You don't need any php in order to allow the user to download directly from the SFTP server, if you add a direct link to the file to your html (i.e. Download Text). Of course this won't work if you don't want to make the credentials for the ftp server public.

If you are looking to pull the file from the SFTP through your server, you, by deffinition, must download the file to the server before sending it back out to the users browser.

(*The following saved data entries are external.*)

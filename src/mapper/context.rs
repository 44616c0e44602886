use std::any::{Any, TypeId};
use std::collections::HashMap;
use std::hash::{DefaultHasher, Hash, Hasher};
use std::sync::{Arc, Mutex, Weak};

use tokio_util::sync::CancellationToken;
use uuid::Uuid;

use crate::core::error::{MapError, Result};
use crate::core::types::{MapKind, TypePair};
use crate::matcher::Matcher;
use crate::mapper::{AsyncMapper, Mapper, MapperId};

// ========================================
// Context options
// ========================================

/// A per-call option carried in [`MappingOptions`]. Implemented for free by
/// any `Hash + PartialEq` type; the fingerprint lets structurally equal
/// option bags share one derived context.
pub trait ContextOption: Any + Send + Sync {
    fn fingerprint(&self) -> u64;
    fn eq_option(&self, other: &dyn ContextOption) -> bool;
    fn as_any(&self) -> &dyn Any;
}

impl<T> ContextOption for T
where
    T: Any + Send + Sync + Hash + PartialEq,
{
    fn fingerprint(&self) -> u64 {
        let mut hasher = DefaultHasher::new();
        TypeId::of::<T>().hash(&mut hasher);
        self.hash(&mut hasher);
        hasher.finish()
    }

    fn eq_option(&self, other: &dyn ContextOption) -> bool {
        other
            .as_any()
            .downcast_ref::<T>()
            .is_some_and(|o| self == o)
    }

    fn as_any(&self) -> &dyn Any {
        self
    }
}

/// Immutable bag of options, keyed by option type. One option of each type;
/// adding replaces. Cloning is cheap and shares structure.
#[derive(Clone, Default)]
pub struct MappingOptions {
    entries: im::HashMap<TypeId, Arc<dyn ContextOption>>,
}

impl MappingOptions {
    pub fn new() -> Self {
        Self::default()
    }

    pub fn with<T: ContextOption>(&self, option: T) -> Self {
        Self {
            entries: self.entries.update(TypeId::of::<T>(), Arc::new(option)),
        }
    }

    pub fn without<T: ContextOption>(&self) -> Self {
        Self {
            entries: self.entries.without(&TypeId::of::<T>()),
        }
    }

    pub fn get<T: ContextOption>(&self) -> Option<&T> {
        self.entries
            .get(&TypeId::of::<T>())
            .and_then(|o| o.as_any().downcast_ref::<T>())
    }

    pub fn contains<T: ContextOption>(&self) -> bool {
        self.entries.contains_key(&TypeId::of::<T>())
    }

    pub fn len(&self) -> usize {
        self.entries.len()
    }

    pub fn is_empty(&self) -> bool {
        self.entries.is_empty()
    }

    /// Structural hash, stable across insertion orders.
    pub fn fingerprint(&self) -> u64 {
        let mut keys: Vec<&TypeId> = self.entries.keys().collect();
        keys.sort();
        let mut hasher = DefaultHasher::new();
        for key in keys {
            key.hash(&mut hasher);
            if let Some(entry) = self.entries.get(key) {
                entry.fingerprint().hash(&mut hasher);
            }
        }
        hasher.finish()
    }

    pub fn structural_eq(&self, other: &Self) -> bool {
        if self.entries.len() != other.entries.len() {
            return false;
        }
        self.entries.iter().all(|(key, entry)| {
            other
                .entries
                .get(key)
                .is_some_and(|o| entry.eq_option(o.as_ref()))
        })
    }
}

// ========================================
// Built-in options
// ========================================

/// Routes nested mapping through a substitute mapper, usually installed by
/// a composite so user map code re-enters the whole chain.
#[derive(Clone)]
pub struct MapperOverride(pub Arc<dyn Mapper>);

impl PartialEq for MapperOverride {
    fn eq(&self, other: &Self) -> bool {
        thin_ptr(&self.0) == thin_ptr(&other.0)
    }
}

impl Hash for MapperOverride {
    fn hash<H: Hasher>(&self, state: &mut H) {
        thin_ptr(&self.0).hash(state);
    }
}

#[derive(Clone)]
pub struct AsyncMapperOverride(pub Arc<dyn AsyncMapper>);

impl PartialEq for AsyncMapperOverride {
    fn eq(&self, other: &Self) -> bool {
        thin_ptr(&self.0) == thin_ptr(&other.0)
    }
}

impl Hash for AsyncMapperOverride {
    fn hash<H: Hasher>(&self, state: &mut H) {
        thin_ptr(&self.0).hash(state);
    }
}

/// Substitute match predicate source for collection reconciliation.
#[derive(Clone)]
pub struct MatcherOverride(pub Arc<dyn Matcher>);

impl PartialEq for MatcherOverride {
    fn eq(&self, other: &Self) -> bool {
        thin_ptr(&self.0) == thin_ptr(&other.0)
    }
}

impl Hash for MatcherOverride {
    fn hash<H: Hasher>(&self, state: &mut H) {
        thin_ptr(&self.0).hash(state);
    }
}

pub(crate) fn thin_ptr<T: ?Sized>(arc: &Arc<T>) -> usize {
    Arc::as_ptr(arc) as *const () as usize
}

/// Collection merge behavior toggles.
#[derive(Debug, Clone, Copy, PartialEq, Eq, Hash)]
pub struct MergePolicy {
    /// Remove destination elements no source element matched.
    pub remove_unmatched: bool,
}

impl Default for MergePolicy {
    fn default() -> Self {
        Self {
            remove_unmatched: true,
        }
    }
}

/// Upper bound on concurrently mapped elements in async collection maps.
#[derive(Debug, Clone, Copy, PartialEq, Eq, Hash)]
pub struct Parallelism(pub usize);

/// Marks a context as created for a long-lived map factory, a hint that
/// per-call work is worth precomputing.
#[derive(Debug, Clone, Copy, PartialEq, Eq, Hash, Default)]
pub struct FactoryContext;

// ========================================
// Scope
// ========================================

/// Typed service bag seeded at build time and handed to every map call.
#[derive(Clone, Default)]
pub struct ServiceBag {
    services: im::HashMap<TypeId, Arc<dyn Any + Send + Sync>>,
}

impl ServiceBag {
    pub fn new() -> Self {
        Self::default()
    }

    pub fn with<T: Any + Send + Sync>(&self, service: Arc<T>) -> Self {
        Self {
            services: self.services.update(TypeId::of::<T>(), service),
        }
    }

    pub fn get<T: Any + Send + Sync>(&self) -> Option<Arc<T>> {
        self.services
            .get(&TypeId::of::<T>())
            .cloned()
            .and_then(|s| s.downcast::<T>().ok())
    }

    pub fn is_empty(&self) -> bool {
        self.services.is_empty()
    }
}

/// Identity of one top-level mapping call. Every context derived within
/// that call shares the same scope instance, so scoped services resolve to
/// the same objects all the way down; the next top-level call gets a fresh
/// one.
pub struct MapScope {
    id: Uuid,
    services: ServiceBag,
}

impl MapScope {
    fn new(services: ServiceBag) -> Self {
        Self {
            id: Uuid::new_v4(),
            services,
        }
    }

    pub fn id(&self) -> Uuid {
        self.id
    }

    pub fn service<T: Any + Send + Sync>(&self) -> Option<Arc<T>> {
        self.services.get::<T>()
    }
}

// ========================================
// Nested call chain
// ========================================

/// One delegation step recorded while strategies call into each other.
#[derive(Debug, Clone, Copy, PartialEq, Eq, Hash)]
pub struct NestedFrame {
    pub mapper: MapperId,
    pub pair: TypePair,
    pub kind: MapKind,
}

struct NestedChain {
    frame: NestedFrame,
    hash: u64,
    parent: Option<Arc<NestedChain>>,
}

impl NestedChain {
    fn push(parent: Option<&Arc<NestedChain>>, frame: NestedFrame) -> Arc<NestedChain> {
        let mut hasher = DefaultHasher::new();
        frame.hash(&mut hasher);
        if let Some(p) = parent {
            p.hash.hash(&mut hasher);
        }
        Arc::new(NestedChain {
            frame,
            hash: hasher.finish(),
            parent: parent.cloned(),
        })
    }

    fn contains(&self, frame: &NestedFrame) -> bool {
        if self.frame == *frame {
            return true;
        }
        match &self.parent {
            Some(p) => p.contains(frame),
            None => false,
        }
    }

    fn depth(&self) -> usize {
        1 + self.parent.as_ref().map_or(0, |p| p.depth())
    }

    fn chain_eq(a: &Arc<NestedChain>, b: &Arc<NestedChain>) -> bool {
        if Arc::ptr_eq(a, b) {
            return true;
        }
        if a.frame != b.frame {
            return false;
        }
        match (&a.parent, &b.parent) {
            (None, None) => true,
            (Some(pa), Some(pb)) => Self::chain_eq(pa, pb),
            _ => false,
        }
    }
}

// ========================================
// Mapping context
// ========================================

struct RootState {
    cancellation: CancellationToken,
    derived: Mutex<HashMap<u64, Weak<MappingContext>>>,
}

/// Per-call state threaded through every strategy: the option bag, the call
/// scope, the nested delegation chain and the cancellation token.
///
/// Contexts are immutable; "changing" one derives a child. Derivations are
/// memoized per top-level call, so repeated structurally equal derivations
/// return the same `Arc` while it is alive.
pub struct MappingContext {
    options: MappingOptions,
    scope: Arc<MapScope>,
    chain: Option<Arc<NestedChain>>,
    root: Arc<RootState>,
}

For this there are many, many solutions. The least overhead would probably come from using phpseclib as below

<?php
include('Net/SFTP.php');

$sftp = new Net_SFTP('www.domain.tld');
if (!$sftp->login('username', 'password')) {
    exit('Login Failed');
}

//adds the proper headers to tell browser to download rather than display
header('Content-Type: application/octet-stream');
header("Content-Transfer-Encoding: Binary"); 
header("Content-disposition: attachment; filename=\"filename.remote\""); 

// outputs the contents of filename.remote to the screen
echo $sftp->get('filename.remote');
?>

Unfortunately, if the file is larger than is allowed in memory by your server/php configuration, then this well cause problems.

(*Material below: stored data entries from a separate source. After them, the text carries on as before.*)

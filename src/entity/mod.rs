//! Key/entity boundary. Mapping between key values and persisted entities
//! needs three things from the outside world: a description of each entity's
//! key, a store that can look entities up, and a policy for how far that
//! lookup may reach. Everything here is consumed by the key/entity map
//! strategies; the engine itself never talks to persistence directly.

use std::any::Any;
use std::collections::HashMap;
use std::hash::{Hash, Hasher};
use std::sync::{Arc, Mutex};

use async_trait::async_trait;

use crate::core::error::Result;
use crate::core::types::TypeKey;
use crate::core::value::{DynRef, DynValue, EntityKey, KeyScalar};
use crate::mapper::context::thin_ptr;

pub mod mappers;
pub mod store;

pub use mappers::{
    AsyncKeyToEntityMapper, EntityToKeyMapper, KeyToEntityMapper,
};
pub use store::InMemoryEntityStore;

// ========================================
// Retrieval policy
// ========================================

/// How far a key-to-entity lookup may reach. Exactly one mode applies per
/// mapping call: the per-call override when present, the mapper's default
/// otherwise.
#[derive(Debug, Clone, Copy, PartialEq, Eq, Hash)]
pub enum EntitiesRetrievalMode {
    /// Only tracked entities; an untracked key maps to null.
    Local,
    /// Tracked entities, then a fabricated stub attached as unchanged.
    LocalOrAttach,
    /// Tracked entities, then the backing store.
    LocalOrRemote,
    /// Always the backing store.
    Remote,
}

impl Default for EntitiesRetrievalMode {
    fn default() -> Self {
        Self::LocalOrRemote
    }
}

/// Per-call retrieval mode, beating the mapper default.
#[derive(Debug, Clone, Copy, PartialEq, Eq, Hash)]
pub struct RetrievalModeOverride(pub EntitiesRetrievalMode);

/// Per-call store instance, beating the mapper default. Compared by
/// identity like the other override options.
#[derive(Clone)]
pub struct StoreOverride(pub Arc<dyn EntityStore>);

impl PartialEq for StoreOverride {
    fn eq(&self, other: &Self) -> bool {
        thin_ptr(&self.0) == thin_ptr(&other.0)
    }
}

impl Hash for StoreOverride {
    fn hash<H: Hasher>(&self, state: &mut H) {
        thin_ptr(&self.0).hash(state);
    }
}

#[derive(Clone)]
pub struct AsyncStoreOverride(pub Arc<dyn AsyncEntityStore>);

impl PartialEq for AsyncStoreOverride {
    fn eq(&self, other: &Self) -> bool {
        thin_ptr(&self.0) == thin_ptr(&other.0)
    }
}

impl Hash for AsyncStoreOverride {
    fn hash<H: Hasher>(&self, state: &mut H) {
        thin_ptr(&self.0).hash(state);
    }
}

// ========================================
// Entity descriptors
// ========================================

/// Describes how one entity type exposes its key: an ordered list of
/// component extractors, optionally a stub constructor for the attach path.
///
/// ```ignore
/// EntityDescriptor::<Order>::new()
///     .key(|o| o.customer_id)
///     .key(|o| o.line_no)
///     .stub(|key| Order::stub_from(key))
/// ```
pub struct EntityDescriptor<E> {
    extractors: Vec<Arc<dyn Fn(&E) -> KeyScalar + Send + Sync>>,
    stub: Option<Arc<dyn Fn(&EntityKey) -> anyhow::Result<E> + Send + Sync>>,
}

impl<E: Any + Send + Sync> EntityDescriptor<E> {
    pub fn new() -> Self {
        Self {
            extractors: Vec::new(),
            stub: None,
        }
    }

    /// Appends one key component. Call order is component order and it is
    /// significant: the same scalars in a different order form a different
    /// key.
    pub fn key<K, F>(mut self, extract: F) -> Self
    where
        K: Into<KeyScalar>,
        F: Fn(&E) -> K + Send + Sync + 'static,
    {
        self.extractors.push(Arc::new(move |e| extract(e).into()));
        self
    }

    /// Constructor for the `LocalOrAttach` fabrication path. An entity type
    /// without one cannot be attached as unchanged.
    pub fn stub<F>(mut self, fabricate: F) -> Self
    where
        F: Fn(&EntityKey) -> anyhow::Result<E> + Send + Sync + 'static,
    {
        self.stub = Some(Arc::new(fabricate));
        self
    }
}

impl<E: Any + Send + Sync> Default for EntityDescriptor<E> {
    fn default() -> Self {
        Self::new()
    }
}

/// Type-erased face of one descriptor, built once per entity type and
/// cached.
pub struct ErasedDescriptor {
    entity: TypeKey,
    components: usize,
    extract: Arc<dyn Fn(DynRef<'_>) -> Result<Option<EntityKey>> + Send + Sync>,
    stub: Option<Arc<dyn Fn(&EntityKey) -> anyhow::Result<DynValue> + Send + Sync>>,
}

impl ErasedDescriptor {
    pub fn entity(&self) -> TypeKey {
        self.entity
    }

    pub fn components(&self) -> usize {
        self.components
    }

    /// Key of the given entity value; `None` for a typed null.
    pub fn extract(&self, value: DynRef<'_>) -> Result<Option<EntityKey>> {
        (self.extract)(value)
    }

    /// True when the value carries exactly this key. Position matters, so a
    /// reordered composite never matches.
    pub fn matches(&self, value: DynRef<'_>, key: &EntityKey) -> Result<bool> {
        Ok(self.extract(value)?.as_ref() == Some(key))
    }

    pub fn can_fabricate(&self) -> bool {
        self.stub.is_some()
    }

    pub fn fabricate(&self, key: &EntityKey) -> Option<anyhow::Result<DynValue>> {
        self.stub.as_ref().map(|f| f(key))
    }
}

fn erase<E: Any + Send + Sync>(descriptor: &EntityDescriptor<E>) -> ErasedDescriptor {
    let extractors = descriptor.extractors.clone();
    let components = extractors.len();
    let extract = Arc::new(move |value: DynRef<'_>| -> Result<Option<EntityKey>> {
        match value.downcast_ref::<E>()? {
            Some(e) => Ok(Some(extractors.iter().map(|x| x(e)).collect())),
            None => Ok(None),
        }
    });
    let stub = descriptor.stub.clone().map(|fabricate| {
        let fabricate: Arc<dyn Fn(&EntityKey) -> anyhow::Result<DynValue> + Send + Sync> =
            Arc::new(move |key: &EntityKey| fabricate(key).map(DynValue::new));
        fabricate
    });
    ErasedDescriptor {
        entity: TypeKey::of::<E>(),
        components,
        extract,
        stub,
    }
}

type DescriptorThunk = Arc<dyn Fn() -> ErasedDescriptor + Send + Sync>;

/// All registered entity descriptors. Registration happens while building
/// the mapper; the erased extraction delegates are built on first use and
/// memoized for the registry's lifetime, never invalidated.
#[derive(Default)]
pub struct EntityDescriptors {
    thunks: HashMap<TypeKey, DescriptorThunk>,
    built: Mutex<HashMap<TypeKey, Arc<ErasedDescriptor>>>,
}

impl EntityDescriptors {
    pub fn new() -> Self {
        Self::default()
    }

    pub fn with<E: Any + Send + Sync>(mut self, descriptor: EntityDescriptor<E>) -> Self {
        let descriptor = Arc::new(descriptor);
        self.thunks.insert(
            TypeKey::of::<E>(),
            Arc::new(move || erase(descriptor.as_ref())),
        );
        self
    }

    pub fn contains(&self, entity: TypeKey) -> bool {
        self.thunks.contains_key(&entity)
    }

    pub fn len(&self) -> usize {
        self.thunks.len()
    }

    pub fn is_empty(&self) -> bool {
        self.thunks.is_empty()
    }

    /// Erased descriptor for the type, building and caching it on first
    /// use. The lock covers single cache operations only.
    pub fn resolve(&self, entity: TypeKey) -> Result<Option<Arc<ErasedDescriptor>>> {
        if let Some(hit) = self.built.lock()?.get(&entity) {
            return Ok(Some(hit.clone()));
        }
        let Some(thunk) = self.thunks.get(&entity) else {
            return Ok(None);
        };
        let built = Arc::new(thunk());
        let mut cache = self.built.lock()?;
        Ok(Some(cache.entry(entity).or_insert(built).clone()))
    }

    /// The behavioral equality predicate for one concrete key: true exactly
    /// for entity values carrying that key.
    pub fn key_predicate(
        &self,
        entity: TypeKey,
        key: EntityKey,
    ) -> Result<Option<Box<dyn Fn(DynRef<'_>) -> Result<bool> + Send + Sync>>> {
        let Some(descriptor) = self.resolve(entity)? else {
            return Ok(None);
        };
        Ok(Some(Box::new(move |value| descriptor.matches(value, &key))))
    }
}

// ========================================
// Store contracts
// ========================================

/// What the key/entity strategies need from a persistence collaborator.
/// Returned values are owned snapshots; entity types must be registered
/// cloneable for any store to hand them out.
pub trait EntityStore: Send + Sync {
    fn name(&self) -> &str;

    /// Everything currently tracked for one entity type.
    fn tracked(&self, entity: TypeKey) -> Result<Vec<DynValue>>;

    /// One tracked entity by key, or `None`.
    fn find_by_key(&self, entity: TypeKey, key: &EntityKey) -> Result<Option<DynValue>>;

    /// One entity from the backing store by key, or `None`.
    fn fetch_by_key(&self, entity: TypeKey, key: &EntityKey) -> Result<Option<DynValue>>;

    /// Fabricates a stub for the key and starts tracking it as unchanged.
    fn attach_unchanged(&self, entity: TypeKey, key: &EntityKey) -> Result<DynValue>;
}

#[async_trait]
pub trait AsyncEntityStore: Send + Sync {
    fn name(&self) -> &str;

    async fn tracked(&self, entity: TypeKey) -> Result<Vec<DynValue>>;

    async fn find_by_key(&self, entity: TypeKey, key: &EntityKey) -> Result<Option<DynValue>>;

    async fn fetch_by_key(&self, entity: TypeKey, key: &EntityKey) -> Result<Option<DynValue>>;

    async fn attach_unchanged(&self, entity: TypeKey, key: &EntityKey) -> Result<DynValue>;
}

If you want to take it a step further, you might try

//adds the proper headers to tell browser to download rather than display
header('Content-Type: application/octet-stream');
header("Content-Transfer-Encoding: Binary"); 
header("Content-disposition: attachment; filename=\"filename.remote\""); 

$curl = curl_init();
curl_setopt($curl, CURLOPT_URL, "sftp://full_file_url.file"); #input
curl_setopt($curl, CURLOPT_PROTOCOLS, CURLPROTO_SFTP);
curl_setopt($curl, CURLOPT_USERPWD, "$_FTP[username]:$_FTP[password]");
curl_exec($curl);
curl_close($curl);

More information on using cURL can be found in the PHP Manual Documentation. Using curl_exec() without setting the CURLOPT_RETURNTRANSFER option to true causes curl to send the output (the file) directly to the browser.